I kept up my word and waited for him, until I heard rumors that he was hanging in Arizona with no plans of return, triumphant or otherwise. I confided in Cuddles how angry Poopie’s departure made me. Cuddles promised me he’d help me track Poopie’s down so I could properly end it with him.
Cuddles remained with Pam for a while until he met someone named Spider. This development enraged Pam and she kicked not only him but everyone out of the house. They were back on the streets.
I was back with my mother. Things were predictably terrible. She returned to her usual routine of kicking me out of the house and calling the police again. I tried going to school, but it got to be too much. No matter how hard I tried, she was there, working step by step to destroy whatever academic future I might have had. And, for once, she succeeded. Mr. Chadwick, my school counselor who got me into summer school, begged me not to drop out. He urged me to go to an alternative education program where kids were taught in a greenhouse for 2 hours a day and then the rest of the time they could work or try to manage their lives somehow.
When I didn’t have a home, I slept on the top of a slide that looked like a castle at a nearby playground or at a place called the Mothership. The Mothership was a party house which housed 3-4 punk rockers who were all older than 21. I paid my rent the same way Cuddles paid his—with my body and without my dignity. Disgusting, but better off than dead. The man who ran Mothership, Tony, was probably 25-years-old at the time let me stay at the house until he thought better of it. Realizing that sex with minors was ill advised he asked me to leave. I begged him to let me clean the house, wash the dishes, anything so I could stay and not have to be outside in the elements again. He let me stay on the couch for a few more days and then kicked me out altogether. To say that I hated him is an understatement, but I suppose he prolonged my life in the saddest way possible. It wasn’t until I myself was 25 that I then realized how gross what he did was. I didn’t think much of it at the time.
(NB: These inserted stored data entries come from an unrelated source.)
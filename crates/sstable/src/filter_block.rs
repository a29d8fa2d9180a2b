//! Filter block construction and lookup.
//!
//! A table carries at most one filter block holding a sequence of small
//! filters, one per 2 KiB range of data-block file offsets:
//!
//! ```text
//! filter_data*
//! filter_offset (fixed32) *    start of each filter within the block
//! array_offset (fixed32)       start of the offset array
//! base_lg (u8)                 log2 of the offset range per filter
//! ```
//!
//! Filters are advisory: a reader that finds the block malformed answers
//! "may match" so lookups fall back to the data block. False negatives
//! are never allowed.

use std::sync::Arc;

use coding::{decode_fixed32, put_fixed32};
use common::FilterPolicy;

/// Every 2 KiB of data-block offsets gets its own filter.
const FILTER_BASE_LG: u8 = 11;
const FILTER_BASE: u64 = 1 << FILTER_BASE_LG;

pub struct FilterBlockBuilder {
    policy: Arc<dyn FilterPolicy>,
    /// Flattened keys added since the last filter was generated, plus
    /// the start offset of each within the flat buffer.
    keys: Vec<u8>,
    starts: Vec<usize>,
    result: Vec<u8>,
    filter_offsets: Vec<u32>,
}

impl FilterBlockBuilder {
    #[must_use]
    pub fn new(policy: Arc<dyn FilterPolicy>) -> FilterBlockBuilder {
        FilterBlockBuilder {
            policy,
            keys: Vec::new(),
            starts: Vec::new(),
            result: Vec::new(),
            filter_offsets: Vec::new(),
        }
    }

    /// Tells the builder a data block begins at `block_offset`. Emits
    /// filters (possibly several empty ones) until the filter array
    /// covers that offset.
    pub fn start_block(&mut self, block_offset: u64) {
        let filter_index = block_offset / FILTER_BASE;
        debug_assert!(filter_index >= self.filter_offsets.len() as u64);
        while filter_index > self.filter_offsets.len() as u64 {
            self.generate_filter();
        }
    }

    /// Adds a key that will live in the current data block.
    pub fn add_key(&mut self, key: &[u8]) {
        self.starts.push(self.keys.len());
        self.keys.extend_from_slice(key);
    }

    /// Emits any pending filter plus the offset array trailer.
    pub fn finish(&mut self) -> &[u8] {
        if !self.starts.is_empty() {
            self.generate_filter();
        }

        let array_offset = self.result.len() as u32;
        let offsets = std::mem::take(&mut self.filter_offsets);
        for offset in &offsets {
            put_fixed32(&mut self.result, *offset);
        }
        self.filter_offsets = offsets;
        put_fixed32(&mut self.result, array_offset);
        self.result.push(FILTER_BASE_LG);
        &self.result
    }

    fn generate_filter(&mut self) {
        self.filter_offsets.push(self.result.len() as u32);
        if self.starts.is_empty() {
            // No keys in this range; the empty filter is recorded as a
            // zero-length span in the offset array.
            return;
        }

        self.starts.push(self.keys.len()); // Sentinel for slicing.
        let key_slices: Vec<&[u8]> = self
            .starts
            .windows(2)
            .map(|w| &self.keys[w[0]..w[1]])
            .collect();
        self.policy.create_filter(&key_slices, &mut self.result);

        self.keys.clear();
        self.starts.clear();
    }
}

pub struct FilterBlockReader {
    policy: Arc<dyn FilterPolicy>,
    data: Vec<u8>,
    /// Offset of the filter-offset array within `data`.
    array_offset: usize,
    /// Number of filters in the array.
    num: usize,
    base_lg: u8,
}

impl FilterBlockReader {
    /// Parses `contents`; a malformed block yields a reader whose
    /// `key_may_match` always answers true.
    #[must_use]
    pub fn new(policy: Arc<dyn FilterPolicy>, contents: Vec<u8>) -> FilterBlockReader {
        let mut reader = FilterBlockReader {
            policy,
            data: Vec::new(),
            array_offset: 0,
            num: 0,
            base_lg: 0,
        };

        let n = contents.len();
        if n < 5 {
            // 1 byte base_lg + 4 bytes array offset at minimum.
            return reader;
        }
        let base_lg = contents[n - 1];
        let array_offset = decode_fixed32(&contents[n - 5..]) as usize;
        if array_offset > n - 5 {
            return reader;
        }
        reader.num = (n - 5 - array_offset) / 4;
        reader.base_lg = base_lg;
        reader.array_offset = array_offset;
        reader.data = contents;
        reader
    }

    /// Whether the key may be present in the data block starting at
    /// `block_offset`. Out-of-range indexes and inconsistent offsets
    /// answer true; only a well-formed empty filter range answers false.
    #[must_use]
    pub fn key_may_match(&self, block_offset: u64, key: &[u8]) -> bool {
        let index = (block_offset >> self.base_lg) as usize;
        if index >= self.num {
            // Errors are treated as potential matches.
            return true;
        }

        let start = decode_fixed32(&self.data[self.array_offset + 4 * index..]) as usize;
        let limit = decode_fixed32(&self.data[self.array_offset + 4 * (index + 1)..]) as usize;
        if start > limit || limit > self.array_offset {
            return true;
        }
        if start == limit {
            // Empty filters hold no keys for this range.
            return false;
        }
        self.policy.key_may_match(key, &self.data[start..limit])
    }
}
Naturally, the police would find me again and again. I’d get returned to my mother and the cycle would continue. Rinse and repeat, rise and repeat. On and on again.
The brightest moment of this period is that I landed my coveted dream job at Dab Nabbits. The job I wanted for so many years was mine at last! Dave, the owner, caved and hired me to work three days a week, paying me me $5 an hour in cash under the table. It wasn’t much but it was enough for me to buy many of the food things I needed and toiletries. Even better, neither he nor I were paying taxes. He paid me daily from of the cash register, so I always had a little cash on me.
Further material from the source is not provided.